Allis & Peckham, for defendant in error.

FLANDRAU, J.

Previous to, and on the first day of April, 1857, R. M. Spencer was the owner of lots eight and nine, in block twelve, in St. Paul proper. On the first day of April, 1857, there were upon the said lots three buildings, which said Spencer sold to Langley & Scales. On the 21st day of October, 1857, Scales sold S. S. Eaton an undivided half interest in two of the buildings, one of which was a two-story, and one a one-story, building. On the 22d day of October, 1857, Langley sold to Eaton the other half of the buildings, in which he had already purchased the interest of Scales, and also the third building. On the 8th day of January, 1858, Eaton sold to W. C. Morrison, the plaintiff in error, the one-story building, the whole of which he had purchased from Langley & Scales, and afterwards, and before the 12th day of June, 1858, he sold to Morrison the two-story building. Morrison, previous to the 12th day of June, 1858, went into possession of the buildings by leasing them to tenants who were in the actual occupation of them before, on, and after, the 12th day of June, 1858. All of the leases had expired before the commencement of this action. The original conveyance from Spencer to Langley & Scales contained the stipulation that the buildings were to be removed from the lots between the 1st day of May, 1857, and the 15th day of October, 1858. Morrison, however, did not remove the buildings within the stipulated time, but paid Spencer ground rent for allowing them to remain. On the 12th day of June, 1858, the defendant in error, March, loaned money to Spencer, and took a mortgage on the lots in question, to secure the same, and on the same day had the same duly recorded. None of the conveyances above enumerated were recorded.

After the leases of Morrison's tenants had expired, he commenced to remove the two-story building from the lots, and had actually removed the same entirely off the land when the injunction issued in this case was served upon him. The plaintiff asks a perpetual injunction against Morrison and Spencer, and all claiming under them, from removing the buildings, and for damages, &c. The court granted the relief sought, and made the injunction perpetual against further interference with the buildings, and gave damages for the value of the house removed, in the sum of five hundred dollars.

The court finds as a fact that the lots, exclusive of the buildings, were worth $7,500, and that the plaintiff has foreclosed his mortgage and purchased the land for the full amount of his debt, principal and interest, which was considerably less than the value of the land. The court also finds that March did not make any inquiry of the tenants, who were in possession, as to their interests or that of their landlord, but that Spencer told him that he (Spencer) was unable to collect rent for such tenants.

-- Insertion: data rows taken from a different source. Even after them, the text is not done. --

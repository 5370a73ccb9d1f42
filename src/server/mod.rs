//! JSON HTTP API over the batch orchestrator.
//!
//! A front-end creates a session, posts base64 images to it, flips between
//! the image and JSON views, and downloads the result. The extractor is
//! built once at start-up, so a missing credential stops the server before
//! it binds.

mod handlers;
mod routes;
mod state;

pub use state::AppState;

use crate::config::ExtractionConfig;
use crate::error::ExtractError;
use crate::extract::{build_extractor, Extractor};
use axum::{extract::DefaultBodyLimit, Router};
use std::sync::Arc;
use tower_http::cors::CorsLayer;
use tower_http::trace::TraceLayer;
use tracing::info;

/// Upload ceiling for one extract request (base64 inflates by a third).
const MAX_BODY_BYTES: usize = 25 * 1024 * 1024;

/// Full application router with middleware.
pub fn router(state: AppState) -> Router {
    routes::create_router()
        .with_state(state)
        .layer(DefaultBodyLimit::max(MAX_BODY_BYTES))
        .layer(CorsLayer::permissive())
        .layer(TraceLayer::new_for_http())
}

/// Bind `addr` and serve until the process is stopped.
pub async fn serve(addr: &str, config: ExtractionConfig) -> Result<(), ExtractError> {
    let extractor: Arc<dyn Extractor> = Arc::from(build_extractor(&config)?);
    let app = router(AppState::new(config, extractor));

    let listener = tokio::net::TcpListener::bind(addr)
        .await
        .map_err(|e| ExtractError::Internal(format!("Failed to bind {addr}: {e}")))?;
    info!("img2json server listening on {addr}");

    axum::serve(listener, app)
        .await
        .map_err(|e| ExtractError::Internal(format!("Server error: {e}")))
}
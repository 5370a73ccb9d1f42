//! Schema catalog: `*.json` files in a directory, offered by name.
//!
//! A schema is opaque text. It is never parsed or validated, only shown to
//! the model as the target shape, so a catalog entry that is not valid JSON
//! still works as an instruction.

use crate::error::ExtractError;
use std::collections::BTreeMap;
use std::path::{Path, PathBuf};
use tracing::debug;

/// Schemas available in one directory, keyed by file stem.
#[derive(Debug, Clone, Default)]
pub struct SchemaCatalog {
    dir: PathBuf,
    entries: BTreeMap<String, PathBuf>,
}

impl SchemaCatalog {
    /// List `*.json` files in `dir`.
    ///
    /// A missing directory yields an empty catalog; any other listing
    /// failure is an error.
    pub fn load(dir: impl AsRef<Path>) -> Result<Self, ExtractError> {
        let dir = dir.as_ref().to_path_buf();
        let read = match std::fs::read_dir(&dir) {
            Ok(read) => read,
            Err(e) if e.kind() == std::io::ErrorKind::NotFound => {
                debug!("Schema directory {} does not exist", dir.display());
                return Ok(Self {
                    dir,
                    entries: BTreeMap::new(),
                });
            }
            Err(source) => {
                return Err(ExtractError::SchemaDirUnreadable { path: dir, source });
            }
        };

        let entries = read
            .filter_map(|e| e.ok())
            .map(|e| e.path())
            .filter(|p| p.is_file() && p.extension().is_some_and(|ext| ext == "json"))
            .filter_map(|p| {
                let stem = p.file_stem()?.to_string_lossy().into_owned();
                Some((stem, p))
            })
            .collect::<BTreeMap<_, _>>();

        debug!("Loaded {} schemas from {}", entries.len(), dir.display());
        Ok(Self { dir, entries })
    }

    pub fn dir(&self) -> &Path {
        &self.dir
    }

    /// Schema names, sorted.
    pub fn names(&self) -> Vec<&str> {
        self.entries.keys().map(String::as_str).collect()
    }

    pub fn is_empty(&self) -> bool {
        self.entries.is_empty()
    }

    /// Text of a catalog entry. `name` may carry the `.json` suffix.
    pub fn get(&self, name: &str) -> Result<String, ExtractError> {
        let key = name.strip_suffix(".json").unwrap_or(name);
        let path = self
            .entries
            .get(key)
            .ok_or_else(|| self.not_found(name))?;
        read_schema(path)
    }

    /// A catalog entry, or else a readable file path.
    pub fn resolve(&self, name_or_path: &str) -> Result<String, ExtractError> {
        let key = name_or_path.strip_suffix(".json").unwrap_or(name_or_path);
        if self.entries.contains_key(key) {
            return self.get(key);
        }
        let path = Path::new(name_or_path);
        if path.is_file() {
            return read_schema(path);
        }
        Err(self.not_found(name_or_path))
    }

    fn not_found(&self, name: &str) -> ExtractError {
        let available = if self.entries.is_empty() {
            format!("(none in {})", self.dir.display())
        } else {
            self.names().join(", ")
        };
        ExtractError::SchemaNotFound {
            name: name.to_string(),
            available,
        }
    }
}

fn read_schema(path: &Path) -> Result<String, ExtractError> {
    std::fs::read_to_string(path).map_err(|e| match e.kind() {
        std::io::ErrorKind::PermissionDenied => ExtractError::PermissionDenied {
            path: path.to_path_buf(),
        },
        _ => ExtractError::FileNotFound {
            path: path.to_path_buf(),
        },
    })
}

#[cfg(test)]
mod tests {
    use super::*;
    use tempfile::TempDir;

    fn catalog_dir() -> TempDir {
        let dir = tempfile::tempdir().unwrap();
        std::fs::write(dir.path().join("invoice.json"), r#"{"total": "number"}"#).unwrap();
        std::fs::write(dir.path().join("receipt.json"), "not json at all").unwrap();
        std::fs::write(dir.path().join("README.md"), "ignored").unwrap();
        dir
    }

    #[test]
    fn lists_json_stems_sorted() {
        let dir = catalog_dir();
        let catalog = SchemaCatalog::load(dir.path()).unwrap();
        assert_eq!(catalog.names(), vec!["invoice", "receipt"]);
    }

    #[test]
    fn content_is_opaque_text() {
        let dir = catalog_dir();
        let catalog = SchemaCatalog::load(dir.path()).unwrap();
        assert_eq!(catalog.get("receipt").unwrap(), "not json at all");
        assert_eq!(catalog.get("invoice.json").unwrap(), r#"{"total": "number"}"#);
    }

    #[test]
    fn missing_directory_is_empty() {
        let dir = tempfile::tempdir().unwrap();
        let catalog = SchemaCatalog::load(dir.path().join("nope")).unwrap();
        assert!(catalog.is_empty());
    }

    #[test]
    fn unknown_name_lists_available() {
        let dir = catalog_dir();
        let catalog = SchemaCatalog::load(dir.path()).unwrap();
        let err = catalog.get("passport").unwrap_err();
        match err {
            ExtractError::SchemaNotFound { name, available } => {
                assert_eq!(name, "passport");
                assert_eq!(available, "invoice, receipt");
            }
            other => panic!("unexpected: {other:?}"),
        }
    }

    #[test]
    fn resolve_falls_back_to_file_path() {
        let dir = catalog_dir();
        let other = tempfile::tempdir().unwrap();
        let custom = other.path().join("custom.json");
        std::fs::write(&custom, "{\"x\": 1}").unwrap();

        let catalog = SchemaCatalog::load(dir.path()).unwrap();
        assert_eq!(catalog.resolve("invoice").unwrap(), r#"{"total": "number"}"#);
        assert_eq!(catalog.resolve(custom.to_str().unwrap()).unwrap(), "{\"x\": 1}");
        assert!(catalog.resolve("missing.json").is_err());
    }
}
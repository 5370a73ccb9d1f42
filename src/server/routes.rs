use axum::{
    routing::{get, post, put},
    Router,
};

use super::handlers;
use super::state::AppState;

pub fn create_router() -> Router<AppState> {
    Router::new()
        // Health
        .route("/api/health", get(handlers::health_check))
        // Schemas
        .route("/api/schemas", get(handlers::list_schemas))
        // Sessions
        .route("/api/sessions", post(handlers::create_session))
        .route(
            "/api/sessions/{id}",
            get(handlers::get_session).delete(handlers::delete_session),
        )
        .route("/api/sessions/{id}/view", put(handlers::set_view))
        .route("/api/sessions/{id}/extract", post(handlers::extract))
        .route("/api/sessions/{id}/download", get(handlers::download))
}
// ── ANSI colour helpers (no extra deps) ──────────────────────────────────────

fn green(s: &str) -> String {
    format!("\x1b[32m{s}\x1b[0m")
}
fn red(s: &str) -> String {
    format!("\x1b[31m{s}\x1b[0m")
}
fn dim(s: &str) -> String {
    format!("\x1b[2m{s}\x1b[0m")
}
fn bold(s: &str) -> String {
    format!("\x1b[1m{s}\x1b[0m")
}
fn cyan(s: &str) -> String {
    format!("\x1b[36m{s}\x1b[0m")
}

const SPINNER: &[&str] = &["⠋", "⠙", "⠹", "⠸", "⠼", "⠴", "⠦", "⠧", "⠇", "⠏", "⠿"];

// ── CLI progress callback using indicatif ────────────────────────────────────

/// Terminal progress callback: one bar for the batch and a log line per file.
struct CliProgressCallback {
    bar: ProgressBar,
    /// Start of the file currently being extracted.
    file_started: Mutex<Option<Instant>>,
}

impl CliProgressCallback {
    fn new() -> Arc<Self> {
        let bar = ProgressBar::new(0);
        let spinner_style = ProgressStyle::with_template("{spinner:.cyan} {prefix:.bold}  {msg}")
            .unwrap_or_else(|_| ProgressStyle::default_spinner())
            .tick_strings(SPINNER);
        bar.set_style(spinner_style);
        bar.set_prefix("Preparing");
        bar.set_message("Resolving inputs…");
        bar.enable_steady_tick(Duration::from_millis(80));

        Arc::new(Self {
            bar,
            file_started: Mutex::new(None),
        })
    }

    fn elapsed_secs(&self) -> f64 {
        self.file_started
            .lock()
            .ok()
            .and_then(|mut t| t.take())
            .map(|t| t.elapsed().as_secs_f64())
            .unwrap_or(0.0)
    }
}

impl BatchProgressCallback for CliProgressCallback {
    fn on_batch_start(&self, total_files: usize) {
        let style = ProgressStyle::with_template(
            "{spinner:.cyan} {prefix:.bold}  \
             [{bar:42.green/238}] {pos:>3}/{len} files  \
             ⏱ {elapsed_precise}",
        )
        .unwrap_or_else(|_| ProgressStyle::default_bar())
        .progress_chars("█▉▊▋▌▍▎▏  ")
        .tick_strings(SPINNER);

        self.bar.set_length(total_files as u64);
        self.bar.set_style(style);
        self.bar.set_prefix("Extracting");
        self.bar.println(format!(
            "{} {}",
            cyan("◆"),
            bold(&format!("Extracting {total_files} image(s)…"))
        ));
    }

    fn on_file_start(&self, _index: usize, _total: usize, filename: &str) {
        if let Ok(mut t) = self.file_started.lock() {
            *t = Some(Instant::now());
        }
        self.bar.set_message(filename.to_string());
    }

    fn on_file_complete(&self, index: usize, total: usize, filename: &str, entries: usize) {
        let secs = self.elapsed_secs();
        self.bar.println(format!(
            "  {} {:>3}/{:<3}  {}  {}  {}",
            green("✓"),
            index,
            total,
            filename,
            dim(&format!("{entries} entries")),
            dim(&format!("{secs:.1}s")),
        ));
        self.bar.inc(1);
    }

    fn on_file_error(&self, index: usize, total: usize, filename: &str, error: &str) {
        let secs = self.elapsed_secs();
        let msg = match error.char_indices().nth(79) {
            Some((cut, _)) => format!("{}\u{2026}", &error[..cut]),
            None => error.to_string(),
        };

        self.bar.println(format!(
            "  {} {:>3}/{:<3}  {}  {}  {}",
            red("✗"),
            index,
            total,
            filename,
            red(&msg),
            dim(&format!("{secs:.1}s")),
        ));
        self.bar.inc(1);
    }

    fn on_batch_complete(&self, total_files: usize, success_count: usize) {
        let failed = total_files.saturating_sub(success_count);
        self.bar.finish_and_clear();

        if failed == 0 {
            eprintln!(
                "{} {} image(s) extracted",
                green("✔"),
                bold(&success_count.to_string())
            );
        } else {
            eprintln!(
                "{} {}/{} image(s) extracted  ({} failed)",
                if failed == total_files {
                    red("✘")
                } else {
                    cyan("⚠")
                },
                bold(&success_count.to_string()),
                total_files,
                red(&failed.to_string()),
            );
        }
    }
}

const AFTER_HELP: &str = r#"EXAMPLES:
  # Free-form extraction of one scan (stdout)
  img2json invoice.png

  # Conform to a schema from ./schemas and save the batch
  img2json --schema invoice scans/ -o invoices.json

  # Any schema file on disk
  img2json --schema ./my_schema.json receipt.jpg

  # OCR backend: local tesseract, then a Groq text model
  img2json --backend ocr --provider groq receipt.jpg

  # Stream the reply from an OpenAI-compatible endpoint
  img2json --stream --provider groq --model meta-llama/llama-4-scout-17b-16e-instruct scan.png

  # Full batch report (entries + failures + stats)
  img2json --json scans/ > report.json

  # List the schema catalog
  img2json --list-schemas

  # JSON HTTP API
  img2json --serve 127.0.0.1:8080

PROVIDERS:
  Provider     Key variable          Default vision model
  ─────────    ──────────────────    ─────────────────────────────────────────
  openai       OPENAI_API_KEY        gpt-4.1-nano
  groq         GROQ_API_KEY          meta-llama/llama-4-scout-17b-16e-instruct
  anthropic    ANTHROPIC_API_KEY     claude-3-5-sonnet-latest
  gemini       GEMINI_API_KEY        gemini-2.0-flash
  mistral      MISTRAL_API_KEY       pixtral-12b-2409
  openrouter   OPENROUTER_API_KEY    openai/gpt-4.1-nano
  xai          XAI_API_KEY           grok-2-vision-1212
  ollama       (none)                llava
  lmstudio     (none)                local-model

ENVIRONMENT VARIABLES:
  IMG2JSON_SCHEMA_DIR     Schema catalog directory (default: schemas)
  EDGEQUAKE_LLM_PROVIDER  Override provider
  EDGEQUAKE_MODEL         Override model ID
  RUST_LOG                Log filter (overrides -v / -q)
"#;
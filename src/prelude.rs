//! Convenience re-exports for common types and traits.
//!
//! ```rust
//! use irs_amm::prelude::*;
//! ```

pub use crate::domain::{
    Address, SqrtPriceX96, SwapOutcome, SwapParams, TakerSide, TermWindow, Tick, TickRange,
    Timestamp, Wad,
};

pub use crate::traits::{FromConfig, RateOracle, SettlementToken, Transfer};

pub use crate::math::CheckedArithmetic;

pub use crate::config::{
    InstanceConfig, InstanceKey, MarginCalculatorParameters, MarginEngineConfig, VammConfig,
};

pub use crate::error::{IrsError, Result};

pub use crate::calculator::MarginMode;
pub use crate::events::IrsEvent;
pub use crate::factory::{InstanceId, Registry};
pub use crate::instance::{CallContext, IrsInstance};
pub use crate::periphery::{MintOrBurnParams, Router, SwapQuote};
//! Top-level instance blueprint.
//!
//! [`InstanceConfig`] fully describes one (VAMM, margin engine) pair.  The
//! [`Registry`](crate::factory::Registry) validates it, derives its
//! [`InstanceKey`] and refuses to deploy a second instance under the same
//! key.

use core::fmt;

use super::{MarginCalculatorParameters, MarginEngineConfig, VammConfig};
use crate::domain::{Address, Timestamp};
use crate::error::IrsError;

/// Identity of an instance: what it trades, against which oracle, over
/// which term and on which tick grid.
#[derive(Debug, Clone, Copy, PartialEq, Eq, PartialOrd, Ord, Hash)]
#[cfg_attr(feature = "serde", derive(serde::Serialize, serde::Deserialize))]
pub struct InstanceKey {
    pub underlying: Address,
    pub oracle: Address,
    pub term_start: Timestamp,
    pub term_end: Timestamp,
    pub tick_spacing: u32,
}

impl fmt::Display for InstanceKey {
    fn fmt(&self, f: &mut fmt::Formatter<'_>) -> fmt::Result {
        write!(
            f,
            "{}/{} [{}, {}] spacing {}",
            self.underlying, self.oracle, self.term_start, self.term_end, self.tick_spacing
        )
    }
}

/// Declarative blueprint for an [`IrsInstance`](crate::instance::IrsInstance).
#[derive(Debug, Clone, Copy, PartialEq, Eq)]
#[cfg_attr(feature = "serde", derive(serde::Serialize, serde::Deserialize))]
pub struct InstanceConfig {
    owner: Address,
    escrow: Address,
    underlying: Address,
    oracle: Address,
    vamm: VammConfig,
    margin_engine: MarginEngineConfig,
    parameters: MarginCalculatorParameters,
}

impl InstanceConfig {
    /// Creates a new `InstanceConfig`.
    ///
    /// # Errors
    ///
    /// - [`IrsError::InvalidConfiguration`] if the owner or the escrow is
    ///   the zero address.
    /// - Any error from the nested configs' `validate()`.
    pub fn new(
        owner: Address,
        escrow: Address,
        underlying: Address,
        oracle: Address,
        vamm: VammConfig,
        margin_engine: MarginEngineConfig,
        parameters: MarginCalculatorParameters,
    ) -> Result<Self, IrsError> {
        let config = Self {
            owner,
            escrow,
            underlying,
            oracle,
            vamm,
            margin_engine,
            parameters,
        };
        config.validate()?;
        Ok(config)
    }

    /// Validates this config and every nested config.
    ///
    /// # Errors
    ///
    /// See [`InstanceConfig::new`].
    pub fn validate(&self) -> Result<(), IrsError> {
        if self.owner.is_zero() {
            return Err(IrsError::InvalidConfiguration(
                "instance owner must not be the zero address",
            ));
        }
        if self.escrow.is_zero() {
            return Err(IrsError::InvalidConfiguration(
                "instance escrow must not be the zero address",
            ));
        }
        self.vamm.validate()?;
        self.margin_engine.validate()?;
        self.parameters.validate()
    }

    /// Registry key of the instance.
    #[must_use]
    pub const fn key(&self) -> InstanceKey {
        InstanceKey {
            underlying: self.underlying,
            oracle: self.oracle,
            term_start: self.vamm.term().start(),
            term_end: self.vamm.term().end(),
            tick_spacing: self.vamm.tick_spacing(),
        }
    }

    /// Returns the owner.
    #[must_use]
    pub const fn owner(&self) -> Address {
        self.owner
    }

    /// Returns the account holding the instance's settlement tokens.
    #[must_use]
    pub const fn escrow(&self) -> Address {
        self.escrow
    }

    /// Returns the underlying asset.
    #[must_use]
    pub const fn underlying(&self) -> Address {
        self.underlying
    }

    /// Returns the rate oracle identity.
    #[must_use]
    pub const fn oracle(&self) -> Address {
        self.oracle
    }

    /// Returns the VAMM config.
    #[must_use]
    pub const fn vamm(&self) -> &VammConfig {
        &self.vamm
    }

    /// Returns the margin engine config.
    #[must_use]
    pub const fn margin_engine(&self) -> &MarginEngineConfig {
        &self.margin_engine
    }

    /// Returns the initial calculator parameters.
    #[must_use]
    pub const fn parameters(&self) -> &MarginCalculatorParameters {
        &self.parameters
    }
}
//! Timestamps and the maturity window of an instance.

use core::fmt;

use super::{Wad, WAD};
use crate::error::IrsError;

/// Seconds in a 365-day year, the day-count basis for all rate math.
pub const SECONDS_PER_YEAR: u64 = 31_536_000;

/// A point on the globally agreed clock, in seconds.
#[derive(Debug, Clone, Copy, PartialEq, Eq, PartialOrd, Ord, Hash, Default)]
#[cfg_attr(feature = "serde", derive(serde::Serialize, serde::Deserialize))]
pub struct Timestamp(u64);

impl Timestamp {
    /// Creates a timestamp from seconds.
    #[must_use]
    pub const fn new(seconds: u64) -> Self {
        Self(seconds)
    }

    /// Returns the seconds value.
    #[must_use]
    pub const fn get(&self) -> u64 {
        self.0
    }

    /// Adds a number of seconds.  `None` on overflow.
    #[must_use]
    pub const fn checked_add(&self, seconds: u64) -> Option<Self> {
        match self.0.checked_add(seconds) {
            Some(v) => Some(Self(v)),
            None => None,
        }
    }

    /// Seconds from `self` until `later`, or zero if `later` is not later.
    #[must_use]
    pub const fn seconds_until(&self, later: Self) -> u64 {
        later.0.saturating_sub(self.0)
    }
}

impl fmt::Display for Timestamp {
    fn fmt(&self, f: &mut fmt::Formatter<'_>) -> fmt::Result {
        write!(f, "{}", self.0)
    }
}

/// Converts a number of seconds into years as a [`Wad`], rounded down.
#[must_use]
pub const fn seconds_to_years(seconds: u64) -> Wad {
    Wad::from_raw(seconds as i128 * WAD / SECONDS_PER_YEAR as i128)
}

/// The `[start, end]` life of an instance.
///
/// # Examples
///
/// ```
/// use irs_amm::domain::{TermWindow, Timestamp};
///
/// let term = TermWindow::new(Timestamp::new(0), Timestamp::new(86_400));
/// assert!(term.is_ok());
/// assert!(TermWindow::new(Timestamp::new(5), Timestamp::new(5)).is_err());
/// ```
#[derive(Debug, Clone, Copy, PartialEq, Eq, Hash)]
#[cfg_attr(feature = "serde", derive(serde::Serialize, serde::Deserialize))]
pub struct TermWindow {
    start: Timestamp,
    end: Timestamp,
}

impl TermWindow {
    /// Creates a window.
    ///
    /// # Errors
    ///
    /// Returns [`IrsError::InvalidConfiguration`] if `start >= end`.
    pub const fn new(start: Timestamp, end: Timestamp) -> crate::error::Result<Self> {
        if start.0 >= end.0 {
            return Err(IrsError::InvalidConfiguration(
                "term start must precede term end",
            ));
        }
        Ok(Self { start, end })
    }

    /// Term start.
    #[must_use]
    pub const fn start(&self) -> Timestamp {
        self.start
    }

    /// Term end (maturity).
    #[must_use]
    pub const fn end(&self) -> Timestamp {
        self.end
    }

    /// Full term length in seconds.
    #[must_use]
    pub const fn duration(&self) -> u64 {
        self.end.0 - self.start.0
    }

    /// `true` once `now` has reached maturity.
    #[must_use]
    pub const fn is_matured(&self, now: Timestamp) -> bool {
        now.0 >= self.end.0
    }

    /// Seconds left until maturity, zero once matured.
    #[must_use]
    pub const fn seconds_to_maturity(&self, now: Timestamp) -> u64 {
        now.seconds_until(self.end)
    }

    /// Seconds elapsed since the term started, capped at the full term.
    #[must_use]
    pub const fn seconds_elapsed(&self, now: Timestamp) -> u64 {
        let elapsed = self.start.seconds_until(now);
        if elapsed > self.duration() {
            self.duration()
        } else {
            elapsed
        }
    }
}

#[cfg(test)]
#[allow(clippy::panic)]
mod tests {
    use super::*;

    fn week_term() -> TermWindow {
        let Ok(t) = TermWindow::new(Timestamp::new(1_000), Timestamp::new(1_000 + 604_800)) else {
            panic!("valid term");
        };
        t
    }

    #[test]
    fn rejects_empty_window() {
        let Err(e) = TermWindow::new(Timestamp::new(10), Timestamp::new(9)) else {
            panic!("expected Err");
        };
        assert_eq!(
            e,
            IrsError::InvalidConfiguration("term start must precede term end")
        );
    }

    #[test]
    fn clock_helpers() {
        let term = week_term();
        assert_eq!(term.duration(), 604_800);
        assert_eq!(term.seconds_to_maturity(Timestamp::new(1_000)), 604_800);
        assert_eq!(term.seconds_to_maturity(Timestamp::new(10_000_000)), 0);
        assert_eq!(term.seconds_elapsed(Timestamp::new(500)), 0);
        assert_eq!(term.seconds_elapsed(Timestamp::new(10_000_000)), 604_800);
        assert!(!term.is_matured(Timestamp::new(605_799)));
        assert!(term.is_matured(Timestamp::new(605_800)));
    }

    #[test]
    fn years() {
        assert_eq!(seconds_to_years(SECONDS_PER_YEAR), Wad::ONE);
        assert_eq!(seconds_to_years(SECONDS_PER_YEAR / 2), Wad::from_raw(WAD / 2));
        assert_eq!(seconds_to_years(0), Wad::ZERO);
    }

    #[test]
    fn timestamp_ops() {
        assert_eq!(Timestamp::new(u64::MAX).checked_add(1), None);
        assert_eq!(Timestamp::new(3).seconds_until(Timestamp::new(1)), 0);
        assert_eq!(Timestamp::new(7).to_string(), "7");
    }
}
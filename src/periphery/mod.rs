//! Periphery in front of the instances.
//!
//! The [`Router`] is what end users talk to: it quotes swaps and
//! liquidity changes, caps how much LP notional an instance takes, and
//! combines margin deposits with the trade that needs them.  Every router
//! call is still a single all-or-nothing call on one instance.

mod router;

pub use router::{MintOrBurnParams, Router, SwapQuote};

No case is made, nor bill of exceptions. The record brings up the decision of the court with the findings of fact and law separately, and the judgment thereon. The counsel for the defendant in error insists that the questions can only be reviewed by making a case or bill of exceptions. He cites us to several cases in the court of appeals of New York, which sustain his views so far as a review in that court is concerned, but we do not think that the same rule necessarily applies to this. In the case of Ullman v. Bazille, 2 Minn. [134], we decided that the report of a referee, as well as the decision of the court, should state the facts and conclusions of law separately, and that we should not review any questions which were not properly of record, except upon a case or bill of exceptions. In that case, the referee had attempted to insert in his report all the evidence, and his rulings, and the exceptions of counsel, which we held to be improper, because such questions were not properly of record, unless made so by incorporating them in a case or bill of exceptions, and attaching it to the record; but the question whether the special findings of fact by the court or referee justify the conclusions of law which he draws from them, and the judgment which follows, are properly of record, because they go into the judgment roll and form part of it. Comp. Stat. 566, § 75; id. 562, § 41; id. 564, § 54.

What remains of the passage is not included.